There would be no special spiritual connection with Hebrew in particular; Christ did not come to reign over Israel. Christ is the King of Kings, and He rules over all the earth and heaven. He came for our salvation, to die a horrible death on the cross. His status as King of Israel was only "formally" recognized by Pilate, who had these words attached to the cross above Christ's head, in Hebrew, Latin, and Greek:

Iēsus Nazarēnus, Rēx Iūdaeōrum
Jesus the Nazarene, King of the Jews John 19:19-20

The authors of the New Testament were not really trying to write scripture. St Paul's letters were exactly that: letters that he sent to other diocese. For the most part, the various authors were simply telling what they had heard, or what had been passed down to them. Later, these works came to be recognized as scripture.

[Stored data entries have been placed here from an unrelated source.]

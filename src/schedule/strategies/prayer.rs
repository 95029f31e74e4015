//! Alerts anchored on the prayers themselves: the prayer, its pre-alert and its iqama.

use chrono::{DateTime, Utc};

use crate::{
    alerts::AlertSetting,
    prayers::Prayer,
    schedule::{
        AlertKind, CategoryStrategy, DayContext, ScheduleError,
        ids::IdBand,
        strategy::{AlertTarget, SoundSource},
    },
    sounds::SoundType,
};

/// Enabled prayer settings of the day, in prayer order.
fn prayer_settings<'a>(ctx: &DayContext<'a>) -> Vec<(Prayer, &'a AlertSetting)> {
    Prayer::ALL
        .into_iter()
        .filter_map(|prayer| ctx.enabled_setting(prayer.key()).map(|setting| (prayer, setting)))
        .collect()
}

fn sound(prayer: Prayer, sound_type: SoundType) -> SoundSource {
    SoundSource::Setting {
        setting_id: prayer.key().to_string(),
        sound_type,
    }
}

/// The alert at the prayer time.
pub struct MainPrayerStrategy;

impl CategoryStrategy for MainPrayerStrategy {
    fn category(&self) -> &'static str {
        "prayer"
    }

    fn targets(&self, ctx: &DayContext) -> Vec<AlertTarget> {
        prayer_settings(ctx)
            .into_iter()
            .map(|(prayer, setting)| {
                let body = match prayer {
                    Prayer::Sunrise => "The sun has risen, the time of Fajr has ended".to_string(),
                    _ => format!("It is time for {}", setting.name_label),
                };
                AlertTarget {
                    key: prayer.key().to_string(),
                    band: IdBand::MainPrayer,
                    kind: AlertKind::Prayer,
                    name: prayer.key().to_string(),
                    title: setting.name_label.clone(),
                    body,
                    sound: sound(prayer, SoundType::Main),
                    anchor: Some(prayer),
                    offset_minutes: 0,
                    option: None,
                }
            })
            .collect()
    }

    fn compute_candidate(
        &self,
        target: &AlertTarget,
        ctx: &DayContext,
    ) -> Result<Option<DateTime<Utc>>, ScheduleError> {
        target.anchored_candidate(ctx)
    }
}

/// The alert some minutes before the prayer time.
pub struct PreAlertStrategy;

impl CategoryStrategy for PreAlertStrategy {
    fn category(&self) -> &'static str {
        "pre-alert"
    }

    fn targets(&self, ctx: &DayContext) -> Vec<AlertTarget> {
        prayer_settings(ctx)
            .into_iter()
            .filter(|(_, setting)| setting.pre_alert_enabled && setting.pre_alert_minutes > 0)
            .map(|(prayer, setting)| AlertTarget {
                key: format!("{}:pre", prayer.key()),
                band: IdBand::PrePrayer,
                kind: AlertKind::PreAlert,
                name: prayer.key().to_string(),
                title: format!("{} in {} minutes", setting.name_label, setting.pre_alert_minutes),
                body: format!(
                    "{} starts in {} minutes",
                    setting.name_label, setting.pre_alert_minutes
                ),
                sound: sound(prayer, SoundType::Pre),
                anchor: Some(prayer),
                offset_minutes: -i64::from(setting.pre_alert_minutes),
                option: None,
            })
            .collect()
    }

    fn compute_candidate(
        &self,
        target: &AlertTarget,
        ctx: &DayContext,
    ) -> Result<Option<DateTime<Utc>>, ScheduleError> {
        target.anchored_candidate(ctx)
    }
}

/// The call to start the congregational prayer.
pub struct IqamaStrategy;

impl CategoryStrategy for IqamaStrategy {
    fn category(&self) -> &'static str {
        "iqama"
    }

    fn targets(&self, ctx: &DayContext) -> Vec<AlertTarget> {
        prayer_settings(ctx)
            .into_iter()
            .filter(|(prayer, setting)| {
                prayer.supports_iqama() && setting.has_iqama && setting.iqama_enabled
            })
            .map(|(prayer, setting)| AlertTarget {
                key: format!("{}:iqama", prayer.key()),
                band: IdBand::PrePrayer,
                kind: AlertKind::Iqama,
                name: prayer.key().to_string(),
                title: format!("Iqama of {}", setting.name_label),
                body: format!("The iqama of {} is now", setting.name_label),
                sound: sound(prayer, SoundType::Iqama),
                anchor: Some(prayer),
                offset_minutes: i64::from(setting.iqama_offset_minutes),
                option: None,
            })
            .collect()
    }

    fn compute_candidate(
        &self,
        target: &AlertTarget,
        ctx: &DayContext,
    ) -> Result<Option<DateTime<Utc>>, ScheduleError> {
        target.anchored_candidate(ctx)
    }
}
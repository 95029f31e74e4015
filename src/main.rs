//! Muezzin - A prayer alert scheduler.
//!
//! This is the main entry point of muezzin, which turns the prayer times of a
//! location and the user's alert preferences into timed notifications.
//!
//! # Overview
//!
//! Muezzin keeps the notifications of today and tomorrow scheduled. Whenever
//! the day changes or a setting is modified, every pending notification is
//! cancelled and the whole schedule is rebuilt from scratch.
//!
//! # Features
//!
//! - **Prayer Alerts**: At each of the five prayers and at sunrise
//! - **Pre-Alerts and Iqama**: Some minutes before a prayer and at its iqama
//! - **Special Timings**: Morning and evening athkar, duha, last third of the night
//! - **Periodic Reminders**: Weekly or monthly reminders at a fixed clock time
//! - **Custom Alerts**: Any offset from any prayer
//! - **Sounds**: Per-alert sound with a fallback chain, played by an external player
//! - **Push Delivery**: Fired notifications posted to an ntfy compatible topic
//!
//! # Usage
//!
//! ```bash
//! # Run the scheduler
//! muezzin --config config.yaml --data ./muezzin-data
//!
//! # Print what would be scheduled
//! muezzin --config config.yaml --data ./muezzin-data preview
//!
//! # Change settings, picked up by a running daemon at its next check
//! muezzin --config config.yaml --data ./muezzin-data toggle duha on
//! muezzin --config config.yaml --data ./muezzin-data toggle last-third off --time -15
//! muezzin --config config.yaml --data ./muezzin-data select-time duha quarter-day
//! muezzin --config config.yaml --data ./muezzin-data set-location 21.4225 39.8262
//! ```
//!
//! # Architecture
//!
//! - [`alerts`] - Alert settings, custom alerts and their JSON persistence
//! - [`config`] - YAML configuration with environment variable overrides
//! - [`daemon`] - Check loop and delivery wiring
//! - [`dispatch`] - Timer dispatcher, push notifier and permission gate
//! - [`prayers`] - Prayer times and the HTTP provider
//! - [`rescheduler`] - Rebuild-on-change protocol
//! - [`schedule`] - Schedule builder and the per-category strategies
//! - [`sounds`] - Sound catalog, resolver and audio session
//! - [`utils`] - Path and option parsing helpers
//!
//! # Environment Variables
//!
//! - `RUST_LOG` - Controls logging level (default: `info`)
//! - `MUEZZIN_*` - Configuration overrides, see [`config`]

use std::{path::PathBuf, sync::Arc, time::Duration};

use anyhow::{Context, anyhow, bail};
use chrono::Utc;
use clap::{Parser, Subcommand, ValueEnum};
use env_logger::Env;
use log::{error, info};

use crate::{
    alerts::{JsonSettingsStore, SettingsStore},
    config::Config,
    daemon::{Daemon, create_builder},
    prayers::Location,
    sounds::{AudioSession, SoundCatalog},
};

mod alerts;
mod config;
mod daemon;
mod dispatch;
mod prayers;
mod rescheduler;
mod schedule;
mod sounds;
mod utils;

/// Command-line arguments of muezzin.
///
/// # Examples
///
/// ```bash
/// muezzin --config config.yaml --data ./muezzin-data
/// ```
#[derive(Parser, Debug)]
#[command(version, about, long_about = None)]
struct Args {
    /// Path to the YAML configuration file.
    ///
    /// See the [`config`] module for the expected format.
    #[arg(short, long)]
    config: String,

    /// Path to the directory holding the settings.
    ///
    /// This directory will contain:
    /// - `settings.json` - Alert settings, seeded with defaults on first start
    /// - `custom_alerts.json` - Custom alerts
    /// - `location.json` - Location set with `set-location`
    #[arg(short, long)]
    data: String,

    #[command(subcommand)]
    command: Option<Command>,
}

#[derive(Subcommand, Debug)]
enum Command {
    /// Run the scheduler until interrupted (default)
    Run,
    /// Build the schedule once and print it without scheduling anything
    Preview,
    /// Store the location prayer times are computed for
    SetLocation {
        #[arg(allow_hyphen_values = true)]
        latitude: f64,
        #[arg(allow_hyphen_values = true)]
        longitude: f64,
    },
    /// Select the timing option of a setting, e.g. `duha quarter-day`
    SelectTime {
        setting: String,
        #[arg(allow_hyphen_values = true)]
        time: String,
    },
    /// Enable or disable a setting, or one of its times with `--time`
    Toggle {
        setting: String,
        state: Switch,
        #[arg(long, allow_hyphen_values = true)]
        time: Option<String>,
    },
    /// Play a catalog sound, e.g. `adhan-makkah`
    Play { sound: String },
}

#[derive(Clone, Copy, Debug, ValueEnum)]
enum Switch {
    On,
    Off,
}

/// Main entry point of muezzin.
///
/// Initializes logging, parses the arguments, loads the configuration and runs
/// the requested command. Failures are logged and end the process with a
/// non-zero status.
#[tokio::main]
async fn main() {
    // Put logger at info level by default
    let env = Env::default().filter_or("RUST_LOG", "info");
    env_logger::init_from_env(env);

    let args = Args::parse();

    let config = match Config::load(&args.config) {
        Ok(config) => config,
        Err(e) => {
            error!("failed to load config file: {}", e);
            std::process::exit(1);
        }
    };

    let store = Arc::new(JsonSettingsStore::new(args.data));
    let command = args.command.unwrap_or(Command::Run);

    if let Err(e) = run_command(command, config, store).await {
        error!("{:#}", e);
        std::process::exit(1);
    }
}

async fn run_command(
    command: Command,
    config: Config,
    store: Arc<JsonSettingsStore>,
) -> Result<(), anyhow::Error> {
    match command {
        Command::Run => {
            info!("starting muezzin {}...", env!("CARGO_PKG_VERSION"));
            Daemon::new(&config, store).start().await;
        }
        Command::Preview => preview(&config, store.as_ref()).await?,
        Command::SetLocation {
            latitude,
            longitude,
        } => {
            let location = Location {
                latitude,
                longitude,
            };
            if !location.is_valid() {
                bail!("invalid location {}", location);
            }
            store.save_location(&location).await?;
            println!("location set to {}", location);
        }
        Command::SelectTime { setting, time } => {
            let mut settings = store.load().await;
            let entry = settings
                .iter_mut()
                .find(|s| s.id == setting)
                .ok_or_else(|| anyhow!("unknown setting {}", setting))?;
            if !entry.select_alert_time(&time) {
                let options: Vec<&str> = entry.alert_times.iter().map(|t| t.id.as_str()).collect();
                bail!(
                    "unknown time {} for {}, expected one of: {}",
                    time,
                    setting,
                    options.join(", ")
                );
            }
            store.save(&settings).await?;
            println!("{} set to {}", setting, time);
        }
        Command::Toggle {
            setting,
            state,
            time,
        } => {
            let mut settings = store.load().await;
            let entry = settings
                .iter_mut()
                .find(|s| s.id == setting)
                .ok_or_else(|| anyhow!("unknown setting {}", setting))?;
            let enabled = matches!(state, Switch::On);
            let target = match time {
                Some(time) => {
                    if !entry.set_alert_time_enabled(&time, enabled) {
                        bail!("unknown time {} for {}", time, setting);
                    }
                    format!("{} {}", setting, time)
                }
                None => {
                    entry.enabled = enabled;
                    setting
                }
            };
            store.save(&settings).await?;
            println!("{} {}", target, if enabled { "enabled" } else { "disabled" });
        }
        Command::Play { sound } => play(&config, &sound).await?,
    }

    Ok(())
}

/// Prints the notifications a rebuild would schedule now.
async fn preview(config: &Config, store: &dyn SettingsStore) -> Result<(), anyhow::Error> {
    let location = match store.load_location().await {
        Some(location) => location,
        None => config
            .location
            .location()
            .context("no location configured, use set-location or the configuration file")?,
    };

    let builder = create_builder(config);
    let now = Utc::now();
    let settings = store.load().await;
    let custom_alerts = store.load_custom().await;

    let schedule = builder
        .build(&location, builder.today(now), now, &settings, &custom_alerts)
        .await?;
    let descriptors = schedule.descriptors;

    let timezone = config.location.timezone;
    for descriptor in &descriptors {
        println!(
            "{}  {:>7}  {:<10}  {}  [{}]",
            descriptor.scheduled_at.with_timezone(&timezone).format("%a %d %H:%M"),
            descriptor.id,
            descriptor.metadata.kind.channel(),
            descriptor.title,
            descriptor.sound_file.as_deref().unwrap_or("silent")
        );
    }
    println!("{} notifications", descriptors.len());
    if !schedule.missing_dates.is_empty() {
        println!("no prayer times for {:?}", schedule.missing_dates);
    }

    Ok(())
}

/// Plays a catalog sound until it ends.
async fn play(config: &Config, sound: &str) -> Result<(), anyhow::Error> {
    let catalog = SoundCatalog::builtin();
    let file = catalog
        .get(sound)
        .and_then(|entry| entry.path.clone())
        .ok_or_else(|| {
            let playable: Vec<&str> = catalog
                .sounds()
                .iter()
                .filter(|entry| entry.path.is_some())
                .map(|entry| entry.id.as_str())
                .collect();
            anyhow!(
                "{} is not a playable sound, expected one of: {}",
                sound,
                playable.join(", ")
            )
        })?;

    let mut session = AudioSession::new(
        config.notifications.player.clone(),
        PathBuf::from(&config.notifications.sounds_dir),
    );
    session.play(&file).await?;
    while session.is_playing() {
        tokio::time::sleep(Duration::from_millis(200)).await;
    }

    Ok(())
}
//! User-authored alerts relative to a prayer.

use chrono::{DateTime, Utc};

use crate::{
    schedule::{
        AlertKind, CategoryStrategy, DayContext, ScheduleError,
        ids::IdBand,
        strategy::{AlertTarget, SoundSource},
    },
    utils::describe_offset,
};

pub struct CustomAlertStrategy;

impl CategoryStrategy for CustomAlertStrategy {
    fn category(&self) -> &'static str {
        "custom"
    }

    fn targets(&self, ctx: &DayContext) -> Vec<AlertTarget> {
        ctx.custom_alerts
            .iter()
            .filter(|alert| alert.enabled)
            .map(|alert| {
                let title = if alert.label.trim().is_empty() {
                    "Reminder".to_string()
                } else {
                    alert.label.clone()
                };
                AlertTarget {
                    key: alert.id.clone(),
                    band: IdBand::Custom,
                    kind: AlertKind::Custom,
                    name: alert.id.clone(),
                    title,
                    body: format!(
                        "{} {}",
                        describe_offset(alert.offset_minutes),
                        alert.base_prayer
                    ),
                    sound: SoundSource::Custom {
                        sound_id: alert.sound_id.clone(),
                        base_setting_id: alert.base_prayer.key().to_string(),
                    },
                    anchor: Some(alert.base_prayer),
                    offset_minutes: alert.offset_minutes,
                    option: None,
                }
            })
            .collect()
    }

    fn compute_candidate(
        &self,
        target: &AlertTarget,
        ctx: &DayContext,
    ) -> Result<Option<DateTime<Utc>>, ScheduleError> {
        target.anchored_candidate(ctx)
    }
}

#[cfg(test)]
mod tests {
    use super::*;
    use crate::{
        alerts::CustomRelativeAlert,
        prayers::Prayer,
        schedule::strategies::tests::{at, context, create_test_times},
    };

    fn custom(id: &str, base_prayer: Prayer, offset_minutes: i64) -> CustomRelativeAlert {
        CustomRelativeAlert {
            id: id.to_string(),
            enabled: true,
            base_prayer,
            offset_minutes,
            label: String::new(),
            sound_id: "soft-chime".to_string(),
        }
    }

    #[test]
    fn test_offset_from_base_prayer() {
        let times = create_test_times();
        let alerts = vec![custom("tahajjud", Prayer::Fajr, -45)];
        let ctx = context(&times, &[], &alerts);

        let targets = CustomAlertStrategy.targets(&ctx);
        assert_eq!(targets.len(), 1);
        assert_eq!(targets[0].title, "Reminder");
        assert_eq!(targets[0].body, "45 minutes before Fajr");
        assert_eq!(
            targets[0].sound,
            SoundSource::Custom {
                sound_id: "soft-chime".to_string(),
                base_setting_id: "fajr".to_string()
            }
        );
        assert_eq!(
            CustomAlertStrategy
                .compute_candidate(&targets[0], &ctx)
                .unwrap(),
            Some(at(11, 4, 15))
        );
    }

    #[test]
    fn test_disabled_custom_alert_is_skipped() {
        let times = create_test_times();
        let mut disabled = custom("off", Prayer::Asr, 5);
        disabled.enabled = false;
        let mut labelled = custom("on", Prayer::Isha, 30);
        labelled.label = "Witr".to_string();
        let alerts = vec![disabled, labelled];
        let ctx = context(&times, &[], &alerts);

        let targets = CustomAlertStrategy.targets(&ctx);
        assert_eq!(targets.len(), 1);
        assert_eq!(targets[0].title, "Witr");
        assert_eq!(targets[0].body, "30 minutes after Isha");
    }
}
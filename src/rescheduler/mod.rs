//! Rebuild-on-change protocol.
//!
//! Every trigger runs a full rebuild: snapshot the store, build, cancel every
//! pending notification, schedule the new ones. Nothing is ever diffed.
//!
//! - [`Rescheduler`]: Runs rebuilds, the most recent one wins
//! - [`SchedulerState`]: Decides from the date and the settings whether a rebuild is due

mod protocol;
mod state;

use thiserror::Error;

use crate::{dispatch::DispatchError, schedule::ScheduleError};

pub use crate::rescheduler::protocol::{RebuildOutcome, Rescheduler};
pub use crate::rescheduler::state::{SchedulerState, Trigger, fingerprint};

/// Errors aborting a rebuild.
#[derive(Debug, Error)]
pub enum RescheduleError {
    /// Neither the store nor the configuration has a location.
    #[error("no location configured")]
    MissingLocation,
    #[error(transparent)]
    Schedule(#[from] ScheduleError),
    #[error(transparent)]
    Dispatch(#[from] DispatchError),
}
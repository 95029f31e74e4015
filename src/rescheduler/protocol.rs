//! Last-write-wins rebuild and submission of the notifications.

use std::sync::{
    Arc,
    atomic::{AtomicU64, Ordering},
};

use chrono::{DateTime, Utc};
use log::{error, info, warn};
use tokio::sync::Mutex;

use crate::{
    alerts::SettingsStore,
    dispatch::{NotificationDispatcher, PermissionGate},
    prayers::Location,
    rescheduler::{RescheduleError, Trigger},
    schedule::ScheduleBuilder,
};

/// Result of a rebuild that ran to its end.
#[derive(Clone, Copy, Debug, PartialEq, Eq)]
pub enum RebuildOutcome {
    /// The dispatcher now holds this many notifications from this rebuild
    Submitted(usize),
    /// Submitted, but prayer times were missing for some dates and the
    /// categories depending on them are absent
    Partial(usize),
    /// A more recent rebuild started meanwhile, this one was discarded
    Superseded,
    /// Notifications are not permitted, nothing was built
    PermissionDenied,
}

/// Runs rebuilds and hands their result to the dispatcher.
///
/// Rebuilds may run concurrently. Each one takes a generation number when it
/// starts; only the one holding the latest generation when it reaches the
/// submit section is submitted. The submit section itself is serialized, so
/// two `cancel_all`/`schedule` sequences never interleave.
///
/// # Examples
///
/// ```no_run
/// let rescheduler = Arc::new(Rescheduler::new(builder, store, dispatcher, permission, None));
/// tokio::spawn(async move { rescheduler.rebuild_and_submit(Trigger::Startup).await });
/// ```
pub struct Rescheduler {
    builder: ScheduleBuilder,
    store: Arc<dyn SettingsStore>,
    dispatcher: Arc<dyn NotificationDispatcher>,
    permission: Arc<dyn PermissionGate>,
    /// Location used when the store has no override
    configured_location: Option<Location>,
    generation: AtomicU64,
    submit_lock: Mutex<()>,
}

impl Rescheduler {
    pub fn new(
        builder: ScheduleBuilder,
        store: Arc<dyn SettingsStore>,
        dispatcher: Arc<dyn NotificationDispatcher>,
        permission: Arc<dyn PermissionGate>,
        configured_location: Option<Location>,
    ) -> Self {
        Rescheduler {
            builder,
            store,
            dispatcher,
            permission,
            configured_location,
            generation: AtomicU64::new(0),
            submit_lock: Mutex::new(()),
        }
    }

    pub fn builder(&self) -> &ScheduleBuilder {
        &self.builder
    }

    /// Location override of the store, or the configured one.
    pub async fn current_location(&self) -> Option<Location> {
        match self.store.load_location().await {
            Some(location) => Some(location),
            None => self.configured_location,
        }
    }

    /// Rebuilds the notifications of today and tomorrow and submits them.
    pub async fn rebuild_and_submit(&self, trigger: Trigger) -> Result<RebuildOutcome, RescheduleError> {
        self.rebuild_and_submit_at(trigger, Utc::now()).await
    }

    /// Same as [`Rescheduler::rebuild_and_submit`] with an explicit `now`.
    pub async fn rebuild_and_submit_at(
        &self,
        trigger: Trigger,
        now: DateTime<Utc>,
    ) -> Result<RebuildOutcome, RescheduleError> {
        let generation = self.generation.fetch_add(1, Ordering::SeqCst) + 1;
        info!("rebuilding notifications on {} (generation {})", trigger, generation);

        if !self.permission.check().await && !self.permission.request().await {
            warn!("notifications are not permitted, nothing scheduled");
            return Ok(RebuildOutcome::PermissionDenied);
        }

        let settings = self.store.load().await;
        let custom_alerts = self.store.load_custom().await;
        let location = self
            .current_location()
            .await
            .ok_or(RescheduleError::MissingLocation)?;

        let today = self.builder.today(now);
        let schedule = self
            .builder
            .build(&location, today, now, &settings, &custom_alerts)
            .await?;
        let complete = schedule.is_complete();
        let descriptors = schedule.descriptors;

        let _guard = self.submit_lock.lock().await;
        if self.generation.load(Ordering::SeqCst) != generation {
            info!("generation {} superseded, discarding its build", generation);
            return Ok(RebuildOutcome::Superseded);
        }

        let count = descriptors.len();
        self.dispatcher.cancel_all().await.inspect_err(|e| {
            error!("failed to cancel pending notifications: {}", e);
        })?;
        self.dispatcher.schedule(descriptors).await.inspect_err(|e| {
            error!("failed to schedule {} notifications: {}", count, e);
        })?;

        let pending = self.dispatcher.get_pending().await;
        info!(
            "submitted {} notifications for generation {}, {} pending",
            count,
            generation,
            pending.len()
        );

        if complete {
            Ok(RebuildOutcome::Submitted(count))
        } else {
            warn!(
                "generation {} is missing prayer times of {:?}",
                generation, schedule.missing_dates
            );
            Ok(RebuildOutcome::Partial(count))
        }
    }
}
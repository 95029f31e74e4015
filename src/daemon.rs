//! Daemon wiring the scheduler to its collaborators.
//!
//! This module provides the [`Daemon`] run by `muezzin run`. It owns the
//! rescheduler, the timer dispatcher and the delivery side, and decides when a
//! rebuild is due.
//!
//! # Runtime Behavior
//!
//! Every `check_interval` seconds the daemon snapshots the settings store and
//! fingerprints it, then hands the local date and the fingerprint to
//! [`SchedulerState::evaluate`]. When a rebuild is due it is spawned on its own
//! task, so a slow provider never delays the next check. Concurrent rebuilds
//! are arbitrated by the [`Rescheduler`], the most recent one wins.
//!
//! A rebuild that fails, or that is submitted without some prayer times, is
//! reported back to the loop and retried at the next check.
//!
//! ```text
//! tick → snapshot → evaluate → (trigger) → rebuild → cancel all → schedule
//!   ↑                                         ↓                      ↓
//!   └──────────── failed, retry ──────────────┘      timer fires → push + sound
//! ```

use std::{path::PathBuf, sync::Arc, time::Duration};

use chrono::Utc;
use log::{debug, error, info, warn};
use tokio::{
    sync::{Mutex, mpsc},
    time,
};

use crate::{
    alerts::SettingsStore,
    config::Config,
    dispatch::{ConfigPermissionGate, PushNotifier, TimerDispatcher},
    prayers::AladhanProvider,
    rescheduler::{RebuildOutcome, Rescheduler, SchedulerState, Trigger, fingerprint},
    schedule::{NotificationDescriptor, ScheduleBuilder},
    sounds::{AudioError, AudioSession, SoundCatalog, SoundResolver},
};

/// Creates the schedule builder described by `config`.
pub fn create_builder(config: &Config) -> ScheduleBuilder {
    let provider = Arc::new(AladhanProvider::new(
        &config.provider.url,
        config.location.timezone,
    ));

    ScheduleBuilder::new(
        provider,
        config.calculation.clone(),
        config.location.timezone,
        SoundResolver::new(SoundCatalog::builtin()),
    )
}

/// Creates the callback delivering a fired notification.
///
/// The notification is pushed when a push url is configured, and its sound is
/// played through the shared audio session.
fn create_delivery(
    notifier: Option<PushNotifier>,
    audio: Arc<Mutex<AudioSession>>,
) -> impl Fn(NotificationDescriptor) + Send + Sync + 'static {
    move |descriptor: NotificationDescriptor| {
        let notifier = notifier.clone();
        let audio = Arc::clone(&audio);

        tokio::spawn(async move {
            if let Some(notifier) = notifier {
                if let Err(e) = notifier.notify(&descriptor).await {
                    error!("failed to push notification {}: {}", descriptor.id, e);
                }
            }

            let Some(sound_file) = descriptor.sound_file.as_deref() else {
                return;
            };
            match audio.lock().await.play(sound_file).await {
                Ok(()) => {}
                Err(AudioError::NoPlayer) => debug!("no player configured, {} not played", sound_file),
                Err(e) => error!("failed to play {}: {}", sound_file, e),
            }
        });
    }
}

/// Long running scheduler process.
///
/// # Examples
///
/// ```no_run
/// let config = Config::load("config.yaml")?;
/// let store = Arc::new(JsonSettingsStore::new("./muezzin-data".to_string()));
///
/// let daemon = Daemon::new(&config, store);
/// daemon.start().await; // Runs until ctrl-c
/// ```
pub struct Daemon {
    rescheduler: Arc<Rescheduler>,
    store: Arc<dyn SettingsStore>,
    dispatcher: Arc<TimerDispatcher>,
    /// Seconds between two evaluations
    check_interval: u64,
}

impl Daemon {
    /// Creates the daemon and every collaborator from `config`.
    ///
    /// # Arguments
    ///
    /// * `config` - Loaded configuration.
    /// * `store` - Settings store, shared with nothing else in the process.
    pub fn new(config: &Config, store: Arc<dyn SettingsStore>) -> Self {
        let audio = Arc::new(Mutex::new(AudioSession::new(
            config.notifications.player.clone(),
            PathBuf::from(&config.notifications.sounds_dir),
        )));
        let notifier = config.notifications.push_url.as_deref().map(PushNotifier::new);
        let dispatcher = Arc::new(TimerDispatcher::new(create_delivery(notifier, audio)));

        let rescheduler = Arc::new(Rescheduler::new(
            create_builder(config),
            Arc::clone(&store),
            dispatcher.clone(),
            Arc::new(ConfigPermissionGate::new(config.notifications.enabled)),
            config.location.location(),
        ));

        Daemon {
            rescheduler,
            store,
            dispatcher,
            check_interval: config.scheduler.check_interval.max(1),
        }
    }

    /// Runs the check loop until ctrl-c, then cancels every pending notification.
    pub async fn start(self) {
        info!("checking settings every {} seconds", self.check_interval);
        let mut interval = time::interval(Duration::from_secs(self.check_interval));
        let mut state = SchedulerState::default();
        let (failures_tx, mut failures_rx) = mpsc::unbounded_channel();

        loop {
            tokio::select! {
                _ = interval.tick() => {
                    let (next, trigger) = self.tick(state).await;
                    state = next;
                    if let Some(trigger) = trigger {
                        self.spawn_rebuild(trigger, failures_tx.clone());
                    }
                }
                Some(trigger) = failures_rx.recv() => {
                    info!("rebuild on {} will be retried at the next check", trigger);
                    state = state.build_failed();
                }
                _ = tokio::signal::ctrl_c() => {
                    info!("stopping");
                    break;
                }
            }
        }

        self.dispatcher.shutdown().await;
    }

    /// Evaluates the scheduler state against a fresh snapshot.
    async fn tick(&self, state: SchedulerState) -> (SchedulerState, Option<Trigger>) {
        let settings = self.store.load().await;
        let custom_alerts = self.store.load_custom().await;
        let location = self.rescheduler.current_location().await;

        let today = self.rescheduler.builder().today(Utc::now());
        let fingerprint = fingerprint(&settings, &custom_alerts, location.as_ref());
        debug!("evaluating {} with fingerprint {:08x}", today, fingerprint);

        state.evaluate(today, fingerprint)
    }

    /// Spawns the rebuild of `trigger`, sending the trigger to `failures` when
    /// it has to be retried.
    fn spawn_rebuild(&self, trigger: Trigger, failures: mpsc::UnboundedSender<Trigger>) {
        let rescheduler = Arc::clone(&self.rescheduler);

        tokio::spawn(async move {
            if !rebuild(&rescheduler, trigger).await && failures.send(trigger).is_err() {
                debug!("daemon stopped, rebuild on {} not retried", trigger);
            }
        });
    }
}

/// Runs the rebuild of `trigger` and logs its outcome.
///
/// Returns `false` when the notifications of the day could not all be
/// submitted and the rebuild should be retried.
async fn rebuild(rescheduler: &Rescheduler, trigger: Trigger) -> bool {
    match rescheduler.rebuild_and_submit(trigger).await {
        Ok(RebuildOutcome::Submitted(count)) => {
            debug!("rebuild on {} submitted {} notifications", trigger, count);
            true
        }
        Ok(RebuildOutcome::Partial(count)) => {
            warn!(
                "rebuild on {} submitted only {} notifications, prayer times missing",
                trigger, count
            );
            false
        }
        Ok(RebuildOutcome::Superseded) => {
            debug!("rebuild on {} superseded", trigger);
            true
        }
        Ok(RebuildOutcome::PermissionDenied) => {
            warn!("rebuild on {} skipped, notifications not permitted", trigger);
            true
        }
        Err(e) => {
            error!("rebuild on {} failed: {}", trigger, e);
            false
        }
    }
}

Greek was the language everyone spoke at the time. Even the Jews spoke Greek, and most Jews could not actually read Hebrew. The Letter to the Hebrews, directed to Jewish Christians, has Greek that "is in many ways the best in the New Testament". Matthew might have originally been written in Aramaic. Muslims might have a problem with something like the Koran not being written in Arabic (it is supposed to be the literal word of God). But Christians do not see a problem with the New Testament not having been written in Hebrew. It is the Gospel, not the language, that matters.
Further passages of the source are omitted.